People often ask me, “Can you do this work for yourself, can you be psychic for YOU”
That is one of the most upsetting things about this work. I get discombobulated, and sometimes even mad that I was right about situations that come into my personal world. It’s so contrary to the typical confirmation that is revealed for others, specifics that make me good at what I do. I am still working on being gracious about the information given to ME.
My partner says to me all the time,"but you knew this was going to happen, why are you so upset?” These are my screaming moments when I am less than gracious about “knowing”. It is the child still in me who had to intuit things in my home that were not so pleasant, wishing things were better. As an adult I must grow up and face the clairvoyance of my own situations, and accept the gift, even if it is not what I want to hear.
Spirit in its infinite wisdom is very kind. “They” give me fair warnings, and then push me as a reminder, if I have not heeded the warnings, I will get hit upside the head, with the truth.
In the nature of my business it is not uncommon for associates to want to “test” my skills and psychic prowess; a not so unconscious competitiveness. But I was not raised a serious athlete I was a baton twirler. My competitive skills limited to marching and tossing. I was always the kid who handed over the ball, and said “you win”.

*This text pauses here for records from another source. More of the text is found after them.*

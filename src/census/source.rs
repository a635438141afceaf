//! Record source interface consumed when building a boundary collection.

use geo::{Coord, Rect};
use hashbrown::HashMap;

/// Attribute record for one boundary: field name -> stringified value
pub type Attributes = HashMap<String, String>;

/// Attribute field names used by census boundary files
pub mod fields {
    /// Boundary class code
    pub const LSAD: &str = "LSAD";
    /// Human-readable translation of the class code
    pub const LSAD_TRANS: &str = "LSAD_TRANS";
    /// Congressional district code
    pub const CD: &str = "CD";
    /// State FIPS code
    pub const STATE: &str = "STATE";
    /// Entity name (state name for state records)
    pub const NAME: &str = "NAME";
}

/// Parallel geometry and attribute records, as supplied by a shapefile reader.
///
/// Geometry and attribute counts are reported separately so a loader can
/// reject files that disagree. Indexes passed to the accessors must be below
/// both counts.
pub trait BoundarySource {
    /// Number of geometry records
    fn record_count(&self) -> usize;

    /// Number of attribute records
    fn attribute_count(&self) -> usize;

    /// Rings of the geometry at `index`, each an ordered vertex list
    fn vertices(&self, index: usize) -> &[Vec<Coord<f64>>];

    /// Precomputed bounding extents of the geometry at `index`
    fn extents(&self, index: usize) -> Rect<f64>;

    /// Attribute record at `index`
    fn attributes(&self, index: usize) -> &Attributes;
}

/// One geometry record: rings plus the extents the reader reported for them
#[derive(Debug, Clone)]
pub struct ShapeGeometry {
    pub rings: Vec<Vec<Coord<f64>>>,
    pub extents: Rect<f64>,
}

impl ShapeGeometry {
    pub fn new(rings: Vec<Vec<Coord<f64>>>, extents: Rect<f64>) -> Self {
        Self { rings, extents }
    }

    /// Build a geometry whose extents are computed from its vertices.
    ///
    /// Returns `None` when there are no vertices at all.
    pub fn from_rings(rings: Vec<Vec<Coord<f64>>>) -> Option<Self> {
        let mut coords = rings.iter().flatten();
        let first = *coords.next()?;
        let (mut min, mut max) = (first, first);
        for c in coords {
            min.x = min.x.min(c.x);
            min.y = min.y.min(c.y);
            max.x = max.x.max(c.x);
            max.y = max.y.max(c.y);
        }
        Some(Self::new(rings, Rect::new(min, max)))
    }
}

/// In-memory record source for synthetic datasets
#[derive(Debug, Clone, Default)]
pub struct MemorySource {
    shapes: Vec<ShapeGeometry>,
    attributes: Vec<Attributes>,
}

impl MemorySource {
    pub fn new() -> Self {
        Self::default()
    }

    /// Build from independently supplied geometry and attribute lists.
    /// The lists are not required to have equal length here.
    pub fn from_parts(shapes: Vec<ShapeGeometry>, attributes: Vec<Attributes>) -> Self {
        Self { shapes, attributes }
    }

    pub fn push(&mut self, shape: ShapeGeometry, attributes: Attributes) {
        self.shapes.push(shape);
        self.attributes.push(attributes);
    }

    pub fn with_record(mut self, shape: ShapeGeometry, attributes: Attributes) -> Self {
        self.push(shape, attributes);
        self
    }
}

impl BoundarySource for MemorySource {
    fn record_count(&self) -> usize {
        self.shapes.len()
    }

    fn attribute_count(&self) -> usize {
        self.attributes.len()
    }

    fn vertices(&self, index: usize) -> &[Vec<Coord<f64>>] {
        &self.shapes[index].rings
    }

    fn extents(&self, index: usize) -> Rect<f64> {
        self.shapes[index].extents
    }

    fn attributes(&self, index: usize) -> &Attributes {
        &self.attributes[index]
    }
}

You want to be smarter, you want to think you know more, ok fine, you win, now can we get back to taking care of business?
I continue to think and believe that people will admit their fears and insecurities. But really, how many people want to do that?
Friends have gotten into some pretty tricky business dilemmas, now did I “see” that there might be a problem, YES , but, each of us have their own journey, and we all have things to learn. I have been blinded to crucial pieces of information until Spirit is ready to reveal.
I have to think it is for the “greater good” But it is quite the day in my house when I am finally “given the information” that could have saved us years of time and energy.
Me running around the house yelling “oh my God finally the smoking gun, why now, why not two years ago!!???” It is a brilliant moment.
Who am I to question Spirit, yet I do all the time. The truth shall set you free, but first it will piss you off.
Tuesday, April 1, 2008
Oh my God to be grateful. There are so many who have altered my course, enriched my soul, visited me in realms that illuminated investigation way beyond my comprehension. Souls whose journeys intertwine, slip in for a brief visit, or haunt me with memories to fill a day of rain.
It is an amazing journey to be what I think is a Spirit in a physical form. Being human is hard. The difficulties of human emotion is what makes humans so extraordinary and yet so vulnerable. How defensive one has to be to survive the roads, office, home and space of others, let alone our minds.
We are coddled here in America with the remote control to other lands. We do not have to slay the moose to eat. We are not forced to pray that our café will not be bombed, at least not yet.
I love the freedom of knowing that there is always more. I am so grateful that my blinders only come in hormonal fluctuations. That a mood can be altered by the brief laughter of a stranger, and that what I have learned is only the shimmering tip of an iceberg.
I love the trains in NYC that are a haven of humanity. Yesterday I sat with Yankee fans caught up in the emotion of winning. Those anonymous enthusiastic lives briefly shared, are welcomed, energy so infectious and invigorating; I ran home to do my laundry.
I have met those whose life is fleeting, and they hunger to stay, others who don’t like who they are and want to leave, some who know they will die in months and are resigned to moving on.
Any of you who come to my world and visit have left an impression. Oh my God I am so grateful.